Dr. Eric Smith is the superstar superintendent who came to Anne Arundel County Schools from North Carolina where he had very successfully implemented ambitious standards-based reforms. He told Perlstein:

teachers need a standard, structured platform laying out the basics before they apply their artistry…having no direction is a curse–particularly for rookies.

This is often the opposite of methods taught to prospective teachers in college. They are trained to improvise and use creative methods to present lessons. For Tyler’s teachers this was most frustrating and I can say that there are quite a few teachers in Anchorage schools who have this same perspective. Yet, Ithink that this part of NLCB is critical. To have objectives and standards for learning is key.

This brought to mind my own experience growing up in a rural Ohio school district. In 8th grade, I remember an entire quarter spent on urban renewal in Akron and it wasn’t from an objective viewpoint. Or how about the short stories in English class that were used for values clarification? Or how about writing an essay on why I should be the only one saved from a sinking ship letting my companions die? Sadly, there are plenty more lessons I still remember that served to do little more than waste valuable class time and embarrass students.

So, where is the happy medium? Limiting teachers’ creativity and spontaneity will cause them to look to other ways to earn a living. But we cannot allow them to teach what they want with no objective standards. That would bring us back to more fads that fail.

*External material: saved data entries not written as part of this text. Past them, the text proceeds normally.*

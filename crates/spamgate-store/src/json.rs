//! File-backed ticket store

use crate::{default_statuses, StoreError};
use serde::{Deserialize, Serialize};
use spamgate_domain::traits::TicketStore;
use spamgate_domain::{AttachmentData, InternalNote, Ticket, TicketId, TicketStatus};
use std::fs;
use std::io::Write;
use std::path::{Path, PathBuf};
use tempfile::NamedTempFile;
use tracing::debug;

/// On-disk layout of the ticket file
#[derive(Debug, Clone, Serialize, Deserialize)]
struct TicketFile {
    #[serde(default = "default_statuses")]
    statuses: Vec<TicketStatus>,

    #[serde(default)]
    tickets: Vec<Ticket>,
}

/// Ticket store persisted as a JSON document
///
/// ```json
/// {
///   "statuses": [{ "id": 3, "name": "Closed", "state": "closed" }],
///   "tickets": [{
///     "id": "1001",
///     "subject": "Hello",
///     "entries": [{
///       "body": "<p>See attached</p>",
///       "attachments": [{
///         "filename": "flyer.pdf",
///         "mime_type": "application/pdf",
///         "size": 5120,
///         "data": { "path": "files/flyer.pdf" }
///       }]
///     }]
///   }]
/// }
/// ```
///
/// Relative attachment paths resolve against the file's directory. Every
/// note or status change rewrites the whole file through a temp file in the
/// same directory followed by a rename.
#[derive(Debug)]
pub struct JsonTicketStore {
    path: PathBuf,
    base_dir: PathBuf,
    data: TicketFile,
}

impl JsonTicketStore {
    /// Open an existing ticket file
    pub fn open<P: AsRef<Path>>(path: P) -> Result<Self, StoreError> {
        let path = path.as_ref().to_path_buf();
        let raw = fs::read_to_string(&path)?;
        let data: TicketFile = serde_json::from_str(&raw)?;

        debug!(
            path = %path.display(),
            tickets = data.tickets.len(),
            statuses = data.statuses.len(),
            "Opened ticket file"
        );

        Ok(Self {
            base_dir: Self::base_dir_of(&path),
            path,
            data,
        })
    }

    /// Create a new ticket file holding `tickets` and the default statuses
    pub fn create<P: AsRef<Path>>(path: P, tickets: Vec<Ticket>) -> Result<Self, StoreError> {
        let path = path.as_ref().to_path_buf();
        let store = Self {
            base_dir: Self::base_dir_of(&path),
            path,
            data: TicketFile {
                statuses: default_statuses(),
                tickets,
            },
        };
        store.save()?;
        Ok(store)
    }

    /// Path of the backing file
    pub fn path(&self) -> &Path {
        &self.path
    }

    fn base_dir_of(path: &Path) -> PathBuf {
        match path.parent() {
            Some(parent) if !parent.as_os_str().is_empty() => parent.to_path_buf(),
            _ => PathBuf::from("."),
        }
    }

    fn save(&self) -> Result<(), StoreError> {
        let json = serde_json::to_string_pretty(&self.data)?;

        let mut tmp = NamedTempFile::new_in(&self.base_dir)?;
        tmp.write_all(json.as_bytes())?;
        tmp.flush()?;
        tmp.persist(&self.path).map_err(|e| StoreError::Io(e.error))?;

        debug!(path = %self.path.display(), "Saved ticket file");
        Ok(())
    }

    fn position(&self, id: &TicketId) -> Result<usize, StoreError> {
        self.data
            .tickets
            .iter()
            .position(|t| &t.id == id)
            .ok_or_else(|| StoreError::NotFound(id.to_string()))
    }

    /// Copy of a stored ticket with attachment paths made absolute
    fn resolved(&self, ticket: &Ticket) -> Ticket {
        let mut ticket = ticket.clone();
        for attachment in ticket.entries.iter_mut().flat_map(|e| e.attachments.iter_mut()) {
            if let AttachmentData::Path(path) = &mut attachment.data {
                if path.is_relative() {
                    *path = self.base_dir.join(&*path);
                }
            }
        }
        ticket
    }
}

impl TicketStore for JsonTicketStore {
    type Error = StoreError;

    fn lookup(&self, id: &TicketId) -> Result<Option<Ticket>, Self::Error> {
        Ok(self
            .data
            .tickets
            .iter()
            .find(|t| &t.id == id)
            .map(|t| self.resolved(t)))
    }

    fn statuses(&self) -> Result<Vec<TicketStatus>, Self::Error> {
        Ok(self.data.statuses.clone())
    }

    fn log_note(&mut self, id: &TicketId, note: InternalNote) -> Result<(), Self::Error> {
        let index = self.position(id)?;
        self.data.tickets[index].notes.push(note);
        self.save()
    }

    fn set_status(&mut self, id: &TicketId, status: &TicketStatus) -> Result<(), Self::Error> {
        if !self.data.statuses.contains(status) {
            return Err(StoreError::UnknownStatus(status.id));
        }
        let index = self.position(id)?;
        self.data.tickets[index].status = Some(status.clone());
        self.save()
    }
}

Tested is a book I highly recommend to any one interested in how NCLB affects schools and teachers on a day-to-day basis. It’s an interesting and easy read.


Author: lynn

3 Comments

Elaine
October 4, 2007

I’ve seen this book but hadn’t picked it up to see what it was all about. Perhaps I need to if the Wasilla library has this on the shelves.

Daisy
October 6, 2007

I live this situation every day. Despite my students’ emerging level of English, and the corresponding low reading levels, I am forced to teach and test them at grade level. To get an idea of what this would feel like, imagine yourself being forced to read technical manuals and Ph.D. level texts in a field not your own. I can teach better if I am allowed to meet the children at their level and build on the skills from there.

Narda
October 6, 2007

This amply demonstrates some truths about homeschooling! As a Mom and certified teacher who teaches through a charter school, I recognize both the situation of “teaching for the test” (teacher hat), as well as “teaching where they’re at” (homeschool Mom hat). It is quite a pholosophical struggle to find a happy medium.

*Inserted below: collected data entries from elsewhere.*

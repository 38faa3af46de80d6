//! Keyword matching

use serde::{Deserialize, Serialize};
use spamgate_domain::KeywordSet;

/// Outcome of a keyword check
#[derive(Debug, Clone, Default, PartialEq, Eq, Serialize, Deserialize)]
pub struct KeywordMatch {
    /// Whether any keyword matched
    pub is_spam: bool,

    /// Matched keywords in configured order
    pub matched_keywords: Vec<String>,
}

/// Find every keyword that occurs in `content`
///
/// Both sides are lowercased with Unicode rules and each keyword is tested
/// as a plain substring of the whole content.
///
/// # Examples
///
/// ```
/// use spamgate_gatekeeper::match_keywords;
/// use spamgate_domain::KeywordSet;
///
/// let result = match_keywords("Please BUY NOW!", &KeywordSet::parse("buy now, casino"));
/// assert!(result.is_spam);
/// assert_eq!(result.matched_keywords, vec!["buy now"]);
/// ```
pub fn match_keywords(content: &str, keywords: &KeywordSet) -> KeywordMatch {
    let haystack = content.to_lowercase();

    let matched_keywords: Vec<String> = keywords
        .iter()
        .filter(|keyword| !keyword.is_empty() && haystack.contains(&keyword.to_lowercase()))
        .cloned()
        .collect();

    KeywordMatch {
        is_spam: !matched_keywords.is_empty(),
        matched_keywords,
    }
}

I have an adopted son with learning challenges for whom the annual tests are an exercise in futility. My only consolation is that if he is in the 4th percentile in grade 4 and then again in grade 5, he DID demonstrate about one year’s progress. As a homeschooler, I am free to adapt his instruction to his ability level, which I do.

The flipside I discovered when I learned that science (my area of certification) was going to be included on the state mandated annual tests. My immediate reaction was to go find out what the students would be tested on and be sure I included those topics. I temporarily considered dumping a curriculum that approaches science from a topical perspective for a textbook that would ensure I covered the basics. Thankfully, I have the freedom to keep my chosen curriculum and I did.

Finally, I am in absolute agreement with the notion that instruction needs to be intentionally guided by some standard (could be your state’s standards, those of a curriculum publisher, or your own thoughtfully articulated and written down….).

I do a better job of getting where I’m headed if I know where I’m going and have thought about how to get there!